• _What the task asks_
Transcribe the records below exactly as written, from the opening line through the line that contains "($level:ident, $($arg:tt)*) =>".

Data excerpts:
-- Opening Marker --

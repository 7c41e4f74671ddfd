// src/store/mod.rs
//! # Persisted collection
//!
//! All captured records live under one key (`scoutData`) of a small
//! key/value store, as a single JSON array. Writers follow one discipline:
//! read the whole collection, compute in memory, write the whole collection.
//!
//! - `FileStore` keeps one `<key>.json` per key in a directory.
//! - `MemoryStore` is the in-process variant used by tests.
//! - `dedup` holds the "save only what's new" writer.

use serde_json::Value;

use crate::config::consts::STORAGE_KEY;
use crate::error::Result;
use crate::model::ScoutRecord;

mod dedup;
mod file;
mod memory;

pub use dedup::{is_duplicate, save_new, select_new, SaveOutcome};
pub use file::FileStore;
pub use memory::MemoryStore;

pub trait KvStore {
    /// Value under `key`, `None` if the key was never set (or was removed).
    fn get(&self, key: &str) -> Result<Option<Value>>;
    fn set(&mut self, key: &str, value: Value) -> Result<()>;
    /// Removing a missing key is not an error.
    fn remove(&mut self, key: &str) -> Result<()>;
}

/// Current collection; empty if nothing was ever saved.
pub fn load_collection(store: &dyn KvStore) -> Result<Vec<ScoutRecord>> {
    match store.get(STORAGE_KEY)? {
        Some(v) => Ok(serde_json::from_value(v)?),
        None => Ok(Vec::new()),
    }
}

pub fn save_collection(store: &mut dyn KvStore, records: &[ScoutRecord]) -> Result<()> {
    let v = serde_json::to_value(records)?;
    store.set(STORAGE_KEY, v)
}

pub fn clear_collection(store: &mut dyn KvStore) -> Result<()> {
    store.remove(STORAGE_KEY)
}
// src/macros.rs
#[macro_export]
macro_rules! s {
    // String shorthand!

    // Zero-arg → String::new()
    () => {
        ::std::string::String::new()
    };
    // Any single expression — works for literals, consts, or vars
    ($expr:expr) => {
        ::std::string::String::from($expr)
    };
}

#[macro_export]
macro_rules! notice {
    // Notice shorthand: notice!(Warning, "Saved {} players", n)
    ($level:ident, $($arg:tt)*) => {
        $crate::notice::Notice::new($crate::notice::Level::$level, format!($($arg)*))
    };
}
// src/runner.rs
//! Actions shared by the GUI and the CLI.
//!
//! Each action runs to completion and hands back a `Notice`; errors are
//! logged here and turned into an error-level notice, never propagated.

use std::path::Path;

use chrono::{DateTime, Local, NaiveDate, Utc};

use crate::config::options::SyncConfig;
use crate::file::write_export;
use crate::notice::Notice;
use crate::page::html::HtmlPage;
use crate::page::PageAdapter;
use crate::scrape::collect_records;
use crate::store::{clear_collection, load_collection, save_new, KvStore, SaveOutcome};
use crate::sync::{sync_with_config, SyncOutcome};

/// What the stats header shows.
#[derive(Clone, Debug, Default, PartialEq, Eq)]
pub struct Stats {
    pub count: usize,
    /// Capture time of the last record in the collection.
    pub last_update: Option<DateTime<Utc>>,
}

impl Stats {
    /// "01.03.2024 11:15:00" in local time, or "-".
    pub fn last_update_display(&self) -> String {
        match self.last_update {
            Some(t) => t.with_timezone(&Local).format("%d.%m.%Y %H:%M:%S").to_string(),
            None => s!("-"),
        }
    }
}

/// Read a saved page from disk and capture it.
pub fn capture_page(store: &mut dyn KvStore, path: &Path) -> Notice {
    match HtmlPage::load(path) {
        Ok(page) => capture(store, &page, Utc::now()),
        Err(e) => {
            loge!("Capture: cannot read {}: {e}", path.display());
            notice!(Error, "Could not read page: {e}")
        }
    }
}

/// Extract every prospect on `page` and save the ones not seen in the last day.
pub fn capture<P: PageAdapter>(store: &mut dyn KvStore, page: &P, now: DateTime<Utc>) -> Notice {
    let records = collect_records(page, now);

    match save_new(store, &records) {
        Ok(SaveOutcome::Empty) => notice!(Warning, "No players found on this page"),
        Ok(SaveOutcome::NothingNew { .. }) => notice!(Warning, "Players were already saved previously"),
        Ok(SaveOutcome::Saved { added, .. }) => notice!(Success, "Saved {added} new players from scouting"),
        Err(e) => {
            loge!("Capture: save failed: {e}");
            notice!(Error, "Error saving data")
        }
    }
}

/// Write the whole collection to `<dir>/hattrick_scouts_<day>.csv`.
pub fn export(store: &dyn KvStore, dir: &Path, day: NaiveDate) -> Notice {
    let records = match load_collection(store) {
        Ok(r) => r,
        Err(e) => {
            loge!("Export: cannot load collection: {e}");
            return notice!(Error, "Export error");
        }
    };
    if records.is_empty() {
        return notice!(Warning, "No data to export");
    }

    match write_export(dir, &records, day) {
        Ok(path) => {
            logf!("Export: {} records → {}", records.len(), path.display());
            notice!(Success, "Exported {} records", records.len())
        }
        Err(e) => {
            loge!("Export: write failed: {e}");
            notice!(Error, "Export error")
        }
    }
}

pub fn sync(cfg: &SyncConfig, store: &dyn KvStore) -> Notice {
    match sync_with_config(cfg, store) {
        Ok(SyncOutcome::Disabled) => notice!(Warning, "Cloud sync is disabled"),
        Ok(SyncOutcome::NothingToSync) => notice!(Warning, "No data to sync"),
        Ok(SyncOutcome::Uploaded { remote_rows, local_rows }) => {
            notice!(Success, "Synced {local_rows} records ({remote_rows} already in cloud)")
        }
        Err(e) => {
            loge!("Sync: {e}");
            notice!(Error, "Sync failed: {e}")
        }
    }
}

pub fn stats(store: &dyn KvStore) -> crate::error::Result<Stats> {
    let records = load_collection(store)?;
    Ok(Stats {
        count: records.len(),
        last_update: records.last().map(|r| r.timestamp),
    })
}

pub fn clear(store: &mut dyn KvStore) -> Notice {
    match clear_collection(store) {
        Ok(()) => {
            logf!("Clear: collection removed");
            notice!(Success, "Data cleared")
        }
        Err(e) => {
            loge!("Clear: {e}");
            notice!(Error, "Error deleting data")
        }
    }
}

#[cfg(test)]
mod tests {
    use super::*;
    use crate::notice::Level;
    use crate::page::fixture::{FixtureCard, FixturePage};
    use crate::error::{Result, ScoutError};
    use crate::store::MemoryStore;
    use chrono::{Duration, TimeZone};
    use serde_json::Value;

    fn now() -> DateTime<Utc> {
        Utc.with_ymd_and_hms(2024, 3, 1, 10, 0, 0).unwrap()
    }

    /// Memory store whose reads or writes can be switched off.
    #[derive(Default)]
    struct Flaky {
        inner: MemoryStore,
        fail_get: bool,
        fail_write: bool,
    }

    impl KvStore for Flaky {
        fn get(&self, key: &str) -> Result<Option<Value>> {
            if self.fail_get {
                return Err(ScoutError::Io(std::io::Error::other("read denied")));
            }
            self.inner.get(key)
        }
        fn set(&mut self, key: &str, value: Value) -> Result<()> {
            if self.fail_write {
                return Err(ScoutError::Io(std::io::Error::other("disk full")));
            }
            self.inner.set(key, value)
        }
        fn remove(&mut self, key: &str) -> Result<()> {
            if self.fail_write {
                return Err(ScoutError::Io(std::io::Error::other("disk full")));
            }
            self.inner.remove(key)
        }
    }

    fn names(store: &MemoryStore) -> Vec<String> {
        load_collection(store)
            .unwrap()
            .into_iter()
            .filter_map(|r| r.name)
            .collect()
    }

    fn page(names: &[&str]) -> FixturePage {
        FixturePage {
            prospects: names.iter().map(|n| FixtureCard::named(&[*n])).collect(),
            ..FixturePage::default()
        }
    }

    #[test]
    fn capture_notices() {
        let mut store = MemoryStore::default();

        let n = capture(&mut store, &page(&[]), now());
        assert_eq!(n, notice!(Warning, "No players found on this page"));

        let n = capture(&mut store, &page(&["A", "B"]), now());
        assert_eq!(n, notice!(Success, "Saved 2 new players from scouting"));

        // Same DOM, re-saved within the day: nothing new.
        let n = capture(&mut store, &page(&["A", "B"]), now() + Duration::hours(3));
        assert_eq!(n, notice!(Warning, "Players were already saved previously"));

        let s = stats(&store).unwrap();
        assert_eq!(s.count, 2);
        assert_eq!(s.last_update, Some(now()));
    }

    #[test]
    fn missing_page_file_is_an_error_notice() {
        let mut store = MemoryStore::default();
        let n = capture_page(&mut store, Path::new("/definitely/not/here.html"));
        assert_eq!(n.level, Level::Error);
    }

    #[test]
    fn export_empty_and_full() {
        let tmp = tempfile::tempdir().unwrap();
        let day = NaiveDate::from_ymd_opt(2024, 3, 1).unwrap();
        let mut store = MemoryStore::default();

        assert_eq!(export(&store, tmp.path(), day), notice!(Warning, "No data to export"));
        assert!(!tmp.path().join("hattrick_scouts_2024-03-01.csv").exists());

        capture(&mut store, &page(&["A", "B", "C"]), now());
        assert_eq!(export(&store, tmp.path(), day), notice!(Success, "Exported 3 records"));
        assert!(tmp.path().join("hattrick_scouts_2024-03-01.csv").is_file());
    }

    #[test]
    fn sync_disabled_and_nothing_to_sync() {
        let store = MemoryStore::default();
        let off = SyncConfig::default();
        assert_eq!(sync(&off, &store), notice!(Warning, "Cloud sync is disabled"));

        let on = SyncConfig { enabled: true, blob_url: Some(s!("https://blob.example/x.csv")) };
        assert_eq!(sync(&on, &store), notice!(Warning, "No data to sync"));
    }

    #[test]
    fn clear_then_stats_is_empty() {
        let mut store = MemoryStore::default();
        capture(&mut store, &page(&["A"]), now());
        assert_eq!(clear(&mut store), notice!(Success, "Data cleared"));
        assert_eq!(stats(&store).unwrap(), Stats::default());
        assert_eq!(Stats::default().last_update_display(), "-");
    }

    #[test]
    fn failed_save_keeps_collection() {
        let mut store = Flaky::default();
        capture(&mut store, &page(&["A"]), now());
        store.fail_write = true;

        let n = capture(&mut store, &page(&["B"]), now());
        assert_eq!(n, notice!(Error, "Error saving data"));
        assert_eq!(names(&store.inner), vec![s!("A")]);
    }

    #[test]
    fn unreadable_store_or_target_is_an_export_error() {
        let tmp = tempfile::tempdir().unwrap();
        let day = NaiveDate::from_ymd_opt(2024, 3, 1).unwrap();
        let mut store = Flaky::default();
        capture(&mut store, &page(&["A"]), now());

        store.fail_get = true;
        assert_eq!(export(&store, tmp.path(), day), notice!(Error, "Export error"));
        assert!(!tmp.path().join("hattrick_scouts_2024-03-01.csv").exists());

        // Target "directory" is a plain file.
        store.fail_get = false;
        let blocker = tmp.path().join("blocker");
        std::fs::write(&blocker, "x").unwrap();
        assert_eq!(export(&store, &blocker, day), notice!(Error, "Export error"));
        assert_eq!(names(&store.inner), vec![s!("A")]);
    }

    #[test]
    fn failed_clear_keeps_collection() {
        let mut store = Flaky::default();
        capture(&mut store, &page(&["A", "B"]), now());
        store.fail_write = true;

        assert_eq!(clear(&mut store), notice!(Error, "Error deleting data"));
        assert_eq!(names(&store.inner), vec![s!("A"), s!("B")]);
    }

    #[test]
    fn sync_error_hides_the_signature() {
        let mut store = MemoryStore::default();
        capture(&mut store, &page(&["A"]), now());
        // Nothing listens on the discard port.
        let cfg = SyncConfig {
            enabled: true,
            blob_url: Some(s!("https://127.0.0.1:9/c/s.csv?sig=TOPSECRET")),
        };

        let n = sync(&cfg, &store);
        assert_eq!(n.level, Level::Error);
        assert!(n.message.starts_with("Sync failed"), "{}", n.message);
        assert!(!n.message.contains("TOPSECRET"), "{}", n.message);
        assert!(!n.message.contains("sig="), "{}", n.message);
    }
}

-- Closing Marker --

• _Solution for this exercise_
repository 7c41e4f74671ddfd
// src/store/mod.rs
//! # Persisted collection
//!
//! All captured records live under one key (`scoutData`) of a small
//! key/value store, as a single JSON array. Writers follow one discipline:
//! read the whole collection, compute in memory, write the whole collection.
//!
//! - `FileStore` keeps one `<key>.json` per key in a directory.
//! - `MemoryStore` is the in-process variant used by tests.
//! - `dedup` holds the "save only what's new" writer.

use serde_json::Value;

use crate::config::consts::STORAGE_KEY;
use crate::error::Result;
use crate::model::ScoutRecord;

mod dedup;
mod file;
mod memory;

pub use dedup::{is_duplicate, save_new, select_new, SaveOutcome};
pub use file::FileStore;
pub use memory::MemoryStore;

pub trait KvStore {
    /// Value under `key`, `None` if the key was never set (or was removed).
    fn get(&self, key: &str) -> Result<Option<Value>>;
    fn set(&mut self, key: &str, value: Value) -> Result<()>;
    /// Removing a missing key is not an error.
    fn remove(&mut self, key: &str) -> Result<()>;
}

/// Current collection; empty if nothing was ever saved.
pub fn load_collection(store: &dyn KvStore) -> Result<Vec<ScoutRecord>> {
    match store.get(STORAGE_KEY)? {
        Some(v) => Ok(serde_json::from_value(v)?),
        None => Ok(Vec::new()),
    }
}

pub fn save_collection(store: &mut dyn KvStore, records: &[ScoutRecord]) -> Result<()> {
    let v = serde_json::to_value(records)?;
    store.set(STORAGE_KEY, v)
}

pub fn clear_collection(store: &mut dyn KvStore) -> Result<()> {
    store.remove(STORAGE_KEY)
}
// src/macros.rs
#[macro_export]
macro_rules! s {
    // String shorthand!

    // Zero-arg → String::new()
    () => {
        ::std::string::String::new()
    };
    // Any single expression — works for literals, consts, or vars
    ($expr:expr) => {
        ::std::string::String::from($expr)
    };
}

#[macro_export]
macro_rules! notice {
    // Notice shorthand: notice!(Warning, "Saved {} players", n)
    ($level:ident, $($arg:tt)*) => {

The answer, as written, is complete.